Items from a data source:
Content starts

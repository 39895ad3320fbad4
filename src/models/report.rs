//! Report Model
//!
//! The normalized output of every scan: a `SafetyReport` with an ordered
//! findings list, a score breakdown and one type-tagged metadata variant.
//! The metadata union is keyed by input type so a wallet report can never
//! carry token fields.

use chrono::{DateTime, Utc};
use serde::{Deserialize, Serialize};

/// What the classifier decided the input is. Exactly one per scan.
#[derive(Debug, Clone, Copy, PartialEq, Eq, Hash, Serialize, Deserialize)]
#[serde(rename_all = "camelCase")]
pub enum InputType {
    Url,
    Token,
    TxHash,
    Wallet,
    BtcWallet,
    SolanaToken,
    Ens,
    InvalidAddress,
    Unknown,
}

impl InputType {
    pub fn as_str(&self) -> &'static str {
        match self {
            Self::Url => "url",
            Self::Token => "token",
            Self::TxHash => "txHash",
            Self::Wallet => "wallet",
            Self::BtcWallet => "btcWallet",
            Self::SolanaToken => "solanaToken",
            Self::Ens => "ens",
            Self::InvalidAddress => "invalidAddress",
            Self::Unknown => "unknown",
        }
    }
}

/// Finding severity, ordered from least to most concerning.
#[derive(Debug, Clone, Copy, PartialEq, Eq, PartialOrd, Ord, Serialize, Deserialize)]
#[serde(rename_all = "lowercase")]
pub enum Severity {
    Info,
    Low,
    Medium,
    High,
    Danger,
}

/// A single observation contributed by a scanner.
///
/// Order is significant: the first finding conventionally carries
/// resolution/classification context, later findings are scanner-specific.
#[derive(Debug, Clone, Serialize, Deserialize)]
#[serde(rename_all = "camelCase")]
pub struct Finding {
    pub message: String,
    pub severity: Severity,
    /// Exact score contribution, replacing the severity weight when set.
    #[serde(skip_serializing_if = "Option::is_none")]
    pub score_override: Option<i64>,
}

impl Finding {
    pub fn new(severity: Severity, message: impl Into<String>) -> Self {
        Self {
            message: message.into(),
            severity,
            score_override: None,
        }
    }

    pub fn info(message: impl Into<String>) -> Self {
        Self::new(Severity::Info, message)
    }

    pub fn low(message: impl Into<String>) -> Self {
        Self::new(Severity::Low, message)
    }

    pub fn medium(message: impl Into<String>) -> Self {
        Self::new(Severity::Medium, message)
    }

    pub fn high(message: impl Into<String>) -> Self {
        Self::new(Severity::High, message)
    }

    pub fn danger(message: impl Into<String>) -> Self {
        Self::new(Severity::Danger, message)
    }

    pub fn with_override(mut self, score: i64) -> Self {
        self.score_override = Some(score);
        self
    }
}

/// Final risk band. Bands come from the clamped score; danger findings can
/// only push the level up, never down.
#[derive(Debug, Clone, Copy, PartialEq, Eq, Serialize, Deserialize)]
#[serde(rename_all = "UPPERCASE")]
pub enum RiskLevel {
    Safe,
    Suspicious,
    Dangerous,
}

impl RiskLevel {
    pub fn as_str(&self) -> &'static str {
        match self {
            Self::Safe => "SAFE",
            Self::Suspicious => "SUSPICIOUS",
            Self::Dangerous => "DANGEROUS",
        }
    }
}

/// How much the report can be trusted, driven by how many signal sources
/// actually answered.
#[derive(Debug, Clone, Copy, PartialEq, Eq, Serialize, Deserialize)]
#[serde(rename_all = "UPPERCASE")]
pub enum Confidence {
    Low,
    Medium,
    High,
}

/// Audit trail of how the final score was built. Impacts sum to the
/// pre-clamp score.
#[derive(Debug, Clone, Serialize, Deserialize)]
#[serde(rename_all = "camelCase")]
pub struct ScoreBreakdownItem {
    pub label: String,
    pub score_impact: i64,
}

/// One entry of the checks-performed checklist.
#[derive(Debug, Clone, Serialize, Deserialize)]
#[serde(rename_all = "camelCase")]
pub struct CheckItem {
    pub label: String,
    pub passed: bool,
    #[serde(skip_serializing_if = "Option::is_none")]
    pub detail: Option<String>,
}

impl CheckItem {
    pub fn passed(label: impl Into<String>) -> Self {
        Self {
            label: label.into(),
            passed: true,
            detail: None,
        }
    }

    pub fn failed(label: impl Into<String>, detail: impl Into<String>) -> Self {
        Self {
            label: label.into(),
            passed: false,
            detail: Some(detail.into()),
        }
    }
}

// ============================================
// Metadata variants (tagged by input type)
// ============================================

/// Every field is optional: any signal source may be unavailable.
#[derive(Debug, Clone, Default, Serialize, Deserialize)]
#[serde(rename_all = "camelCase")]
pub struct TokenMetadata {
    #[serde(skip_serializing_if = "Option::is_none")]
    pub chain_id: Option<u64>,
    #[serde(skip_serializing_if = "Option::is_none")]
    pub chain_name: Option<String>,
    #[serde(skip_serializing_if = "Option::is_none")]
    pub liquidity_usd: Option<f64>,
    #[serde(skip_serializing_if = "Option::is_none")]
    pub volume_24h_usd: Option<f64>,
    #[serde(skip_serializing_if = "Option::is_none")]
    pub fdv_usd: Option<f64>,
    #[serde(skip_serializing_if = "Option::is_none")]
    pub price_usd: Option<String>,
    #[serde(skip_serializing_if = "Option::is_none")]
    pub price_change_24h: Option<f64>,
    #[serde(skip_serializing_if = "Option::is_none")]
    pub pair_age_days: Option<f64>,
    #[serde(skip_serializing_if = "Option::is_none")]
    pub dex_id: Option<String>,
    #[serde(skip_serializing_if = "Option::is_none")]
    pub pair_address: Option<String>,
    #[serde(skip_serializing_if = "Option::is_none")]
    pub is_honeypot: Option<bool>,
    #[serde(skip_serializing_if = "Option::is_none")]
    pub is_open_source: Option<bool>,
    #[serde(skip_serializing_if = "Option::is_none")]
    pub is_mintable: Option<bool>,
    #[serde(skip_serializing_if = "Option::is_none")]
    pub buy_tax_percent: Option<f64>,
    #[serde(skip_serializing_if = "Option::is_none")]
    pub sell_tax_percent: Option<f64>,
    #[serde(skip_serializing_if = "Option::is_none")]
    pub hidden_owner: Option<bool>,
    #[serde(skip_serializing_if = "Option::is_none")]
    pub is_proxy: Option<bool>,
    #[serde(skip_serializing_if = "Option::is_none")]
    pub can_self_destruct: Option<bool>,
    #[serde(skip_serializing_if = "Option::is_none")]
    pub is_blacklisted: Option<bool>,
    #[serde(skip_serializing_if = "Option::is_none")]
    pub transfer_pausable: Option<bool>,
    #[serde(skip_serializing_if = "Option::is_none")]
    pub slippage_modifiable: Option<bool>,
    #[serde(skip_serializing_if = "Option::is_none")]
    pub owner_address: Option<String>,
    #[serde(skip_serializing_if = "Option::is_none")]
    pub holder_count: Option<u64>,
    #[serde(skip_serializing_if = "Option::is_none")]
    pub sourcify_verified: Option<bool>,
    #[serde(skip_serializing_if = "Option::is_none")]
    pub explorer_url: Option<String>,
}

#[derive(Debug, Clone, Default, Serialize, Deserialize)]
#[serde(rename_all = "camelCase")]
pub struct UrlMetadata {
    #[serde(skip_serializing_if = "Option::is_none")]
    pub final_url: Option<String>,
    #[serde(skip_serializing_if = "Option::is_none")]
    pub https: Option<bool>,
    #[serde(skip_serializing_if = "Option::is_none")]
    pub reachable: Option<bool>,
    #[serde(skip_serializing_if = "Option::is_none")]
    pub status_code: Option<u16>,
    #[serde(skip_serializing_if = "Option::is_none")]
    pub redirect_count: Option<u32>,
    /// One of "timeout" | "dns" | "blocked" | "unknown"
    #[serde(skip_serializing_if = "Option::is_none")]
    pub error_type: Option<String>,
    #[serde(skip_serializing_if = "Option::is_none")]
    pub flagged_phishing: Option<bool>,
    #[serde(skip_serializing_if = "Option::is_none")]
    pub blacklisted: Option<bool>,
}

#[derive(Debug, Clone, Default, Serialize, Deserialize)]
#[serde(rename_all = "camelCase")]
pub struct TxMetadata {
    #[serde(skip_serializing_if = "Option::is_none")]
    pub tx_hash: Option<String>,
    #[serde(skip_serializing_if = "Option::is_none")]
    pub likely_chain: Option<String>,
    #[serde(skip_serializing_if = "Option::is_none")]
    pub candidate_chains: Option<Vec<String>>,
    #[serde(skip_serializing_if = "Option::is_none")]
    pub explorer_urls: Option<Vec<String>>,
}

#[derive(Debug, Clone, Default, Serialize, Deserialize)]
#[serde(rename_all = "camelCase")]
pub struct WalletMetadata {
    #[serde(skip_serializing_if = "Option::is_none")]
    pub address: Option<String>,
    /// "evm" | "bitcoin"
    #[serde(skip_serializing_if = "Option::is_none")]
    pub network: Option<String>,
    /// "valid" | "valid-no-checksum" | "bad-checksum" | "malformed"
    #[serde(skip_serializing_if = "Option::is_none")]
    pub checksum_status: Option<String>,
    #[serde(skip_serializing_if = "Option::is_none")]
    pub go_plus_flags: Option<Vec<String>>,
    #[serde(skip_serializing_if = "Option::is_none")]
    pub is_flagged: Option<bool>,
    #[serde(skip_serializing_if = "Option::is_none")]
    pub explorer_urls: Option<Vec<String>>,
}

#[derive(Debug, Clone, Default, Serialize, Deserialize)]
#[serde(rename_all = "camelCase")]
pub struct SolanaMetadata {
    #[serde(skip_serializing_if = "Option::is_none")]
    pub mint: Option<String>,
    #[serde(skip_serializing_if = "Option::is_none")]
    pub liquidity_usd: Option<f64>,
    #[serde(skip_serializing_if = "Option::is_none")]
    pub volume_24h_usd: Option<f64>,
    #[serde(skip_serializing_if = "Option::is_none")]
    pub price_usd: Option<String>,
    #[serde(skip_serializing_if = "Option::is_none")]
    pub pair_age_days: Option<f64>,
    #[serde(skip_serializing_if = "Option::is_none")]
    pub dex_id: Option<String>,
    #[serde(skip_serializing_if = "Option::is_none")]
    pub pair_address: Option<String>,
    #[serde(skip_serializing_if = "Option::is_none")]
    pub is_mintable: Option<bool>,
    #[serde(skip_serializing_if = "Option::is_none")]
    pub freezable: Option<bool>,
    #[serde(skip_serializing_if = "Option::is_none")]
    pub holder_count: Option<u64>,
    #[serde(skip_serializing_if = "Option::is_none")]
    pub explorer_url: Option<String>,
}

#[derive(Debug, Clone, Default, Serialize, Deserialize)]
#[serde(rename_all = "camelCase")]
pub struct EnsMetadata {
    #[serde(skip_serializing_if = "Option::is_none")]
    pub ens_name: Option<String>,
    /// "resolved" | "failed"
    #[serde(skip_serializing_if = "Option::is_none")]
    pub resolution_status: Option<String>,
    #[serde(skip_serializing_if = "Option::is_none")]
    pub resolved_address: Option<String>,
    #[serde(skip_serializing_if = "Option::is_none")]
    pub resolution_error: Option<String>,
    /// Wallet metadata of the resolved address, verbatim from the
    /// delegated wallet scan.
    #[serde(skip_serializing_if = "Option::is_none")]
    pub wallet: Option<WalletMetadata>,
}

/// Closed metadata union, tagged so the variant is checkable at the type
/// level and self-describing on the wire.
#[derive(Debug, Clone, Serialize, Deserialize)]
#[serde(tag = "kind", rename_all = "camelCase")]
pub enum ReportMetadata {
    Url(UrlMetadata),
    Token(TokenMetadata),
    Tx(TxMetadata),
    Wallet(WalletMetadata),
    Solana(SolanaMetadata),
    Ens(EnsMetadata),
}

// ============================================
// SafetyReport
// ============================================

/// The normalized scan result returned to the caller. Created fresh per
/// request, never persisted.
#[derive(Debug, Clone, Serialize, Deserialize)]
#[serde(rename_all = "camelCase")]
pub struct SafetyReport {
    pub input_type: InputType,
    /// Original input exactly as submitted (whitespace preserved).
    pub input_value: String,
    /// Clamped to [0, 100].
    pub risk_score: u8,
    pub risk_level: RiskLevel,
    pub confidence: Confidence,
    pub confidence_reason: String,
    pub summary: String,
    pub findings: Vec<Finding>,
    pub recommendations: Vec<String>,
    pub score_breakdown: Vec<ScoreBreakdownItem>,
    #[serde(skip_serializing_if = "Option::is_none")]
    pub next_step: Option<String>,
    #[serde(skip_serializing_if = "Option::is_none")]
    pub checks_performed: Option<Vec<CheckItem>>,
    #[serde(skip_serializing_if = "Option::is_none")]
    pub metadata: Option<ReportMetadata>,
    pub timestamp: DateTime<Utc>,
}

#[cfg(test)]
mod tests {
    use super::*;

    #[test]
    fn test_severity_ordering() {
        assert!(Severity::Info < Severity::Low);
        assert!(Severity::Low < Severity::Medium);
        assert!(Severity::Medium < Severity::High);
        assert!(Severity::High < Severity::Danger);
    }

    #[test]
    fn test_metadata_is_tagged() {
        let meta = ReportMetadata::Wallet(WalletMetadata {
            address: Some("0xabc".into()),
            ..Default::default()
        });
        let json = serde_json::to_value(&meta).unwrap();
        assert_eq!(json["kind"], "wallet");
        assert_eq!(json["address"], "0xabc");
    }

    #[test]
    fn test_input_type_serializes_camel_case() {
        let json = serde_json::to_value(InputType::BtcWallet).unwrap();
        assert_eq!(json, "btcWallet");
        let json = serde_json::to_value(InputType::InvalidAddress).unwrap();
        assert_eq!(json, "invalidAddress");
    }

    #[test]
    fn test_finding_override_skipped_when_absent() {
        let json = serde_json::to_value(Finding::low("no checksum")).unwrap();
        assert!(json.get("scoreOverride").is_none());
        let json = serde_json::to_value(Finding::info("resolves").with_override(0)).unwrap();
        assert_eq!(json["scoreOverride"], 0);
    }
}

Content ends

## What the task asks
If a line falls between the first line of the records and the line containing "report can never", inclusive, repeat it exactly; leave out all others.

## Output for this exercise
repository 39895ad3320fbad4
filename src/models/report.rs
//! Report Model
//!
//! The normalized output of every scan: a `SafetyReport` with an ordered
//! findings list, a score breakdown and one type-tagged metadata variant.
//! The metadata union is keyed by input type so a wallet report can never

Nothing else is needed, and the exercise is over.